- DATA TO USE:
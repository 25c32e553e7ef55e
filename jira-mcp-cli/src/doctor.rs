//! Doctor command: configuration and connectivity diagnostics
//!
//! Checks each required environment variable and reports every missing one,
//! then verifies connectivity and authentication against the remote
//! tracker. Exit codes: 0 all checks passed, 1 warnings, 2 errors.

use anyhow::Result;
use colored::*;
use jira_mcp::config::{ENV_CONTEXT, ENV_EMAIL, ENV_HOST, ENV_TOKEN};
use jira_mcp::{JiraApi, JiraClient, JiraConfig};

use crate::exit_codes::{EXIT_ERROR, EXIT_SUCCESS, EXIT_WARNING};

/// Status of one diagnostic check
#[derive(Debug, Clone, Copy, PartialEq, Eq)]
pub enum CheckStatus {
    /// Check passed without issues
    Ok,
    /// Check passed but with potential issues
    Warning,
    /// Check failed with errors
    Error,
}

/// Result of one diagnostic check
#[derive(Debug, Clone)]
pub struct Check {
    /// Name of the check performed
    pub name: String,
    /// Status of the check
    pub status: CheckStatus,
    /// Descriptive message about the check result
    pub message: String,
    /// Optional fix suggestion for warnings or errors
    pub fix: Option<String>,
}

impl Check {
    fn ok(name: impl Into<String>, message: impl Into<String>) -> Self {
        Self {
            name: name.into(),
            status: CheckStatus::Ok,
            message: message.into(),
            fix: None,
        }
    }

    fn error(
        name: impl Into<String>,
        message: impl Into<String>,
        fix: impl Into<String>,
    ) -> Self {
        Self {
            name: name.into(),
            status: CheckStatus::Error,
            message: message.into(),
            fix: Some(fix.into()),
        }
    }

    fn warning(name: impl Into<String>, message: impl Into<String>) -> Self {
        Self {
            name: name.into(),
            status: CheckStatus::Warning,
            message: message.into(),
            fix: None,
        }
    }
}

/// Main diagnostic tool for jira-mcp health checks
pub struct Doctor {
    checks: Vec<Check>,
}

impl Doctor {
    /// Create a new Doctor instance for running diagnostics
    pub fn new() -> Self {
        Self { checks: Vec::new() }
    }

    /// Run all diagnostic checks and return the exit code
    pub async fn run_diagnostics(&mut self) -> Result<i32> {
        println!("{}", "jira-mcp doctor".bold().blue());
        println!("{}", "Running diagnostics...".dimmed());
        println!();

        self.check_environment();
        self.check_remote().await;

        self.print_results();
        Ok(self.exit_code())
    }

    /// Check each required environment variable, reporting every missing one
    fn check_environment(&mut self) {
        for var in [ENV_EMAIL, ENV_HOST, ENV_TOKEN] {
            match std::env::var(var) {
                Ok(value) if !value.trim().is_empty() => {
                    self.checks.push(Check::ok(var, "set"));
                }
                _ => {
                    self.checks.push(Check::error(
                        var,
                        "not set",
                        format!("export {var}=<value> or add it to a .env file"),
                    ));
                }
            }
        }

        match std::env::var(ENV_CONTEXT) {
            Ok(value) if !value.trim().is_empty() => {
                self.checks
                    .push(Check::ok(ENV_CONTEXT, format!("set to {value}")));
            }
            _ => {
                self.checks
                    .push(Check::ok(ENV_CONTEXT, "not set (optional, defaults to empty)"));
            }
        }
    }

    /// Verify connectivity and authentication against the remote tracker.
    ///
    /// Skipped when the configuration guard fails; the environment checks
    /// above already explain why.
    async fn check_remote(&mut self) {
        let config = match JiraConfig::from_env() {
            Ok(config) => config,
            Err(_) => {
                self.checks.push(Check::warning(
                    "Remote connectivity",
                    "skipped: configuration incomplete",
                ));
                return;
            }
        };

        let client = match JiraClient::new(&config) {
            Ok(client) => client,
            Err(e) => {
                self.checks.push(Check::error(
                    "Remote connectivity",
                    format!("cannot build client: {e}"),
                    format!("check that {ENV_HOST} is a valid URL"),
                ));
                return;
            }
        };

        match client.server_info().await {
            Ok(_) => {
                self.checks
                    .push(Check::ok("Remote connectivity", "server answered"));
            }
            Err(e) => {
                self.checks.push(Check::error(
                    "Remote connectivity",
                    format!("server unreachable: {e}"),
                    format!("check {ENV_HOST} and your network"),
                ));
                return;
            }
        }

        match client.myself().await {
            Ok(_) => {
                self.checks
                    .push(Check::ok("Authentication", "credentials accepted"));
            }
            Err(e) => {
                self.checks.push(Check::error(
                    "Authentication",
                    format!("credentials rejected: {e}"),
                    format!("check {ENV_EMAIL} and {ENV_TOKEN}"),
                ));
            }
        }
    }

    fn print_results(&self) {
        for check in &self.checks {
            let symbol = match check.status {
                CheckStatus::Ok => "✓".green(),
                CheckStatus::Warning => "⚠".yellow(),
                CheckStatus::Error => "✗".red(),
            };
            println!("{} {}: {}", symbol, check.name.bold(), check.message);
            if let Some(fix) = &check.fix {
                println!("  {} {}", "fix:".dimmed(), fix);
            }
        }
        println!();

        let errors = self.count(CheckStatus::Error);
        let warnings = self.count(CheckStatus::Warning);
        if errors > 0 {
            println!("{}", format!("{errors} error(s) found").red());
        } else if warnings > 0 {
            println!("{}", format!("{warnings} warning(s) found").yellow());
        } else {
            println!("{}", "All checks passed".green());
        }
    }

    fn count(&self, status: CheckStatus) -> usize {
        self.checks
            .iter()
            .filter(|check| check.status == status)
            .count()
    }

    fn exit_code(&self) -> i32 {
        if self.count(CheckStatus::Error) > 0 {
            EXIT_ERROR
        } else if self.count(CheckStatus::Warning) > 0 {
            EXIT_WARNING
        } else {
            EXIT_SUCCESS
        }
    }
}

impl Default for Doctor {
    fn default() -> Self {
        Self::new()
    }
}

#[cfg(test)]
mod tests {
    use super::*;

    fn clear_env() {
        for var in [ENV_EMAIL, ENV_HOST, ENV_TOKEN, ENV_CONTEXT] {
            std::env::remove_var(var);
        }
    }

    #[test]
    #[serial_test::serial]
    fn test_environment_check_reports_every_missing_variable() {
        clear_env();

        let mut doctor = Doctor::new();
        doctor.check_environment();

        let failing: Vec<_> = doctor
            .checks
            .iter()
            .filter(|check| check.status == CheckStatus::Error)
            .map(|check| check.name.clone())
            .collect();
        assert_eq!(failing, vec![ENV_EMAIL, ENV_HOST, ENV_TOKEN]);
        assert_eq!(doctor.exit_code(), EXIT_ERROR);
    }

    #[test]
    #[serial_test::serial]
    fn test_environment_check_passes_when_configured() {
        clear_env();
        std::env::set_var(ENV_EMAIL, "a@b.com");
        std::env::set_var(ENV_HOST, "https://x.example");
        std::env::set_var(ENV_TOKEN, "secret");

        let mut doctor = Doctor::new();
        doctor.check_environment();

        assert_eq!(doctor.count(CheckStatus::Error), 0);

        clear_env();
    }

    #[test]
    fn test_exit_code_prefers_errors_over_warnings() {
        let mut doctor = Doctor::new();
        doctor.checks.push(Check::warning("w", "warn"));
        assert_eq!(doctor.exit_code(), EXIT_WARNING);

        doctor.checks.push(Check::error("e", "bad", "fix it"));
        assert_eq!(doctor.exit_code(), EXIT_ERROR);
    }
}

- TASK PROMPT: What you output must match the lines from the beginning of the material through the line with "use colored::*;" exactly, both ends included.

- TASK ANSWER:
repository 25c32e553e7ef55e
filename jira-mcp-cli/src/doctor.rs
//! Doctor command: configuration and connectivity diagnostics
//!
//! Checks each required environment variable and reports every missing one,
//! then verifies connectivity and authentication against the remote
//! tracker. Exit codes: 0 all checks passed, 1 warnings, 2 errors.

use anyhow::Result;
use colored::*;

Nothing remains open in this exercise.